==== DATASET RECORDS

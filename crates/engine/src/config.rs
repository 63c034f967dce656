//! Guardian configuration

use std::env;
use std::net::{IpAddr, Ipv4Addr, SocketAddr};
use std::str::FromStr;
use std::time::Duration;

use guardian_domain::AuthorizationList;

use crate::bridge::BridgeSettings;

const LOG_LEVELS: [&str; 5] = ["trace", "debug", "info", "warn", "error"];

#[derive(Debug, Clone, PartialEq, Eq, thiserror::Error)]
pub enum ConfigError {
    #[error("{key} must be {expected}, got '{value}'")]
    Invalid {
        key: &'static str,
        value: String,
        expected: &'static str,
    },
}

/// Configuration loaded from `GUARDIAN_*` environment variables
#[derive(Debug, Clone)]
pub struct GuardianConfig {
    /// Whether the command server starts at all
    pub enabled: bool,
    /// Listen address (loopback by default)
    pub server_host: IpAddr,
    /// Listen port
    pub server_port: u16,
    /// Discord ids allowed to run trade commands
    pub authorized_ids: AuthorizationList,
    /// Default verbosity when RUST_LOG is unset
    pub log_level: String,
    /// HTTP worker threads
    pub worker_threads: usize,
    /// How long a request waits for its result
    pub request_timeout: Duration,
    /// Host tick interval (drives the simulated host loop)
    pub tick_interval: Duration,

    /// Command queue configuration
    pub queue: QueueConfig,

    /// Trade configuration
    pub trade: TradeConfig,
}

/// Command queue configuration
#[derive(Debug, Clone)]
pub struct QueueConfig {
    /// Maximum queued commands before callers get ServerBusy
    pub capacity: usize,
    /// Commands drained per host tick (0 pauses draining)
    pub commands_per_tick: usize,
}

/// Trade automation configuration
#[derive(Debug, Clone)]
pub struct TradeConfig {
    /// Capture a screenshot after accepting a trade
    pub screenshot_trades: bool,
    /// Accept automatically once the partner accepts our pending offer
    pub auto_accept_trades: bool,
    /// How long a sent request may wait for the window to open
    pub request_timeout: Duration,
    /// How long Accepted/Declined linger before resetting
    pub grace_period: Duration,
}

impl GuardianConfig {
    /// Load configuration from environment variables
    pub fn from_env() -> Result<Self, ConfigError> {
        Self::from_lookup(|key| env::var(key).ok())
    }

    /// Load configuration from an arbitrary key lookup
    pub fn from_lookup<F>(lookup: F) -> Result<Self, ConfigError>
    where
        F: Fn(&str) -> Option<String>,
    {
        let log_level = lookup("GUARDIAN_LOG_LEVEL")
            .map(|level| level.trim().to_ascii_lowercase())
            .unwrap_or_else(|| "info".to_string());
        if !LOG_LEVELS.contains(&log_level.as_str()) {
            return Err(ConfigError::Invalid {
                key: "GUARDIAN_LOG_LEVEL",
                value: log_level,
                expected: "one of trace, debug, info, warn, error",
            });
        }

        Ok(Self {
            enabled: flag(&lookup, "GUARDIAN_ENABLED", true)?,
            server_host: parse(
                &lookup,
                "GUARDIAN_HOST",
                IpAddr::V4(Ipv4Addr::LOCALHOST),
                "an IP address",
            )?,
            server_port: parse(&lookup, "GUARDIAN_PORT", 9001, "a valid port number")?,
            authorized_ids: lookup("GUARDIAN_AUTHORIZED_IDS")
                .map(|raw| AuthorizationList::parse_csv(&raw))
                .unwrap_or_default(),
            log_level,
            worker_threads: positive(&lookup, "GUARDIAN_WORKER_THREADS", 2)?,
            request_timeout: millis(&lookup, "GUARDIAN_REQUEST_TIMEOUT_MS", 3000)?,
            tick_interval: millis(&lookup, "GUARDIAN_TICK_INTERVAL_MS", 600)?,

            queue: QueueConfig {
                capacity: positive(&lookup, "GUARDIAN_QUEUE_CAPACITY", 32)?,
                commands_per_tick: parse(
                    &lookup,
                    "GUARDIAN_COMMANDS_PER_TICK",
                    2,
                    "a non-negative integer",
                )?,
            },

            trade: TradeConfig {
                screenshot_trades: flag(&lookup, "GUARDIAN_SCREENSHOT_TRADES", true)?,
                auto_accept_trades: flag(&lookup, "GUARDIAN_AUTO_ACCEPT_TRADES", false)?,
                request_timeout: Duration::from_secs(parse(
                    &lookup,
                    "GUARDIAN_TRADE_REQUEST_TIMEOUT_SECS",
                    30,
                    "a number of seconds",
                )?),
                grace_period: Duration::from_secs(parse(
                    &lookup,
                    "GUARDIAN_TRADE_GRACE_SECS",
                    5,
                    "a number of seconds",
                )?),
            },
        })
    }

    /// Re-read only the authorized id list from the environment.
    pub fn authorized_ids_from_env() -> AuthorizationList {
        env::var("GUARDIAN_AUTHORIZED_IDS")
            .map(|raw| AuthorizationList::parse_csv(&raw))
            .unwrap_or_default()
    }

    pub fn bind_addr(&self) -> SocketAddr {
        SocketAddr::new(self.server_host, self.server_port)
    }

    /// Tracing filter used when RUST_LOG is unset.
    pub fn default_log_filter(&self) -> String {
        format!(
            "guardian_engine={level},guardian_domain={level},tower_http={level}",
            level = self.log_level
        )
    }

    pub fn bridge_settings(&self) -> BridgeSettings {
        BridgeSettings {
            queue_capacity: self.queue.capacity,
            commands_per_tick: self.queue.commands_per_tick,
            trade_request_timeout: self.trade.request_timeout,
            trade_grace_period: self.trade.grace_period,
            auto_accept_trades: self.trade.auto_accept_trades,
            screenshot_trades: self.trade.screenshot_trades,
        }
    }
}

fn parse<F, T>(lookup: &F, key: &'static str, default: T, expected: &'static str) -> Result<T, ConfigError>
where
    F: Fn(&str) -> Option<String>,
    T: FromStr,
{
    match lookup(key) {
        None => Ok(default),
        Some(raw) => raw.trim().parse().map_err(|_| ConfigError::Invalid {
            key,
            value: raw,
            expected,
        }),
    }
}

fn positive<F>(lookup: &F, key: &'static str, default: usize) -> Result<usize, ConfigError>
where
    F: Fn(&str) -> Option<String>,
{
    let expected = "a positive integer";
    let value = parse(lookup, key, default, expected)?;
    if value == 0 {
        return Err(ConfigError::Invalid {
            key,
            value: value.to_string(),
            expected,
        });
    }
    Ok(value)
}

fn millis<F>(lookup: &F, key: &'static str, default: u64) -> Result<Duration, ConfigError>
where
    F: Fn(&str) -> Option<String>,
{
    let expected = "a positive number of milliseconds";
    let value: u64 = parse(lookup, key, default, expected)?;
    if value == 0 {
        return Err(ConfigError::Invalid {
            key,
            value: value.to_string(),
            expected,
        });
    }
    Ok(Duration::from_millis(value))
}

fn flag<F>(lookup: &F, key: &'static str, default: bool) -> Result<bool, ConfigError>
where
    F: Fn(&str) -> Option<String>,
{
    let Some(raw) = lookup(key) else {
        return Ok(default);
    };
    match raw.trim().to_ascii_lowercase().as_str() {
        "1" | "true" | "yes" | "on" => Ok(true),
        "0" | "false" | "no" | "off" => Ok(false),
        _ => Err(ConfigError::Invalid {
            key,
            value: raw,
            expected: "true or false",
        }),
    }
}

#[cfg(test)]
mod tests {
    use super::*;
    use std::collections::HashMap;

    fn load(vars: &[(&str, &str)]) -> Result<GuardianConfig, ConfigError> {
        let vars: HashMap<String, String> = vars
            .iter()
            .map(|(k, v)| (k.to_string(), v.to_string()))
            .collect();
        GuardianConfig::from_lookup(|key| vars.get(key).cloned())
    }

    #[test]
    fn defaults_match_plugin_settings() {
        let config = load(&[]).unwrap();
        assert!(config.enabled);
        assert_eq!(config.bind_addr(), "127.0.0.1:9001".parse::<SocketAddr>().unwrap());
        assert!(config.authorized_ids.is_empty());
        assert_eq!(config.log_level, "info");
        assert!(config.trade.screenshot_trades);
        assert!(!config.trade.auto_accept_trades);
        assert_eq!(config.queue.capacity, 32);
        assert_eq!(config.queue.commands_per_tick, 2);
        assert_eq!(config.request_timeout, Duration::from_millis(3000));
        assert_eq!(config.tick_interval, Duration::from_millis(600));
    }

    #[test]
    fn reads_overrides() {
        let config = load(&[
            ("GUARDIAN_ENABLED", "false"),
            ("GUARDIAN_HOST", "0.0.0.0"),
            ("GUARDIAN_PORT", "9100"),
            ("GUARDIAN_AUTHORIZED_IDS", "1001, 1002"),
            ("GUARDIAN_LOG_LEVEL", "DEBUG"),
            ("GUARDIAN_AUTO_ACCEPT_TRADES", "yes"),
            ("GUARDIAN_COMMANDS_PER_TICK", "0"),
        ])
        .unwrap();
        assert!(!config.enabled);
        assert_eq!(config.server_port, 9100);
        assert_eq!(config.server_host, IpAddr::V4(Ipv4Addr::UNSPECIFIED));
        assert!(config.authorized_ids.contains("1002"));
        assert_eq!(config.log_level, "debug");
        assert!(config.trade.auto_accept_trades);
        assert_eq!(config.bridge_settings().commands_per_tick, 0);
        assert_eq!(
            config.default_log_filter(),
            "guardian_engine=debug,guardian_domain=debug,tower_http=debug"
        );
    }

    #[test]
    fn rejects_invalid_values() {
        assert_eq!(
            load(&[("GUARDIAN_PORT", "ninety")]).unwrap_err(),
            ConfigError::Invalid {
                key: "GUARDIAN_PORT",
                value: "ninety".to_string(),
                expected: "a valid port number",
            }
        );
        assert!(load(&[("GUARDIAN_QUEUE_CAPACITY", "0")]).is_err());
        assert!(load(&[("GUARDIAN_ENABLED", "maybe")]).is_err());
        assert!(load(&[("GUARDIAN_LOG_LEVEL", "loud")]).is_err());
        assert!(load(&[("GUARDIAN_REQUEST_TIMEOUT_MS", "0")]).is_err());
    }
}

========

Wherever the string "number" occurs in the entries, copy that whole line.

            server_port: parse(&lookup, "GUARDIAN_PORT", 9001, "a valid port number")?,
                    "a number of seconds",
                    "a number of seconds",
    let expected = "a positive number of milliseconds";
                expected: "a valid port number",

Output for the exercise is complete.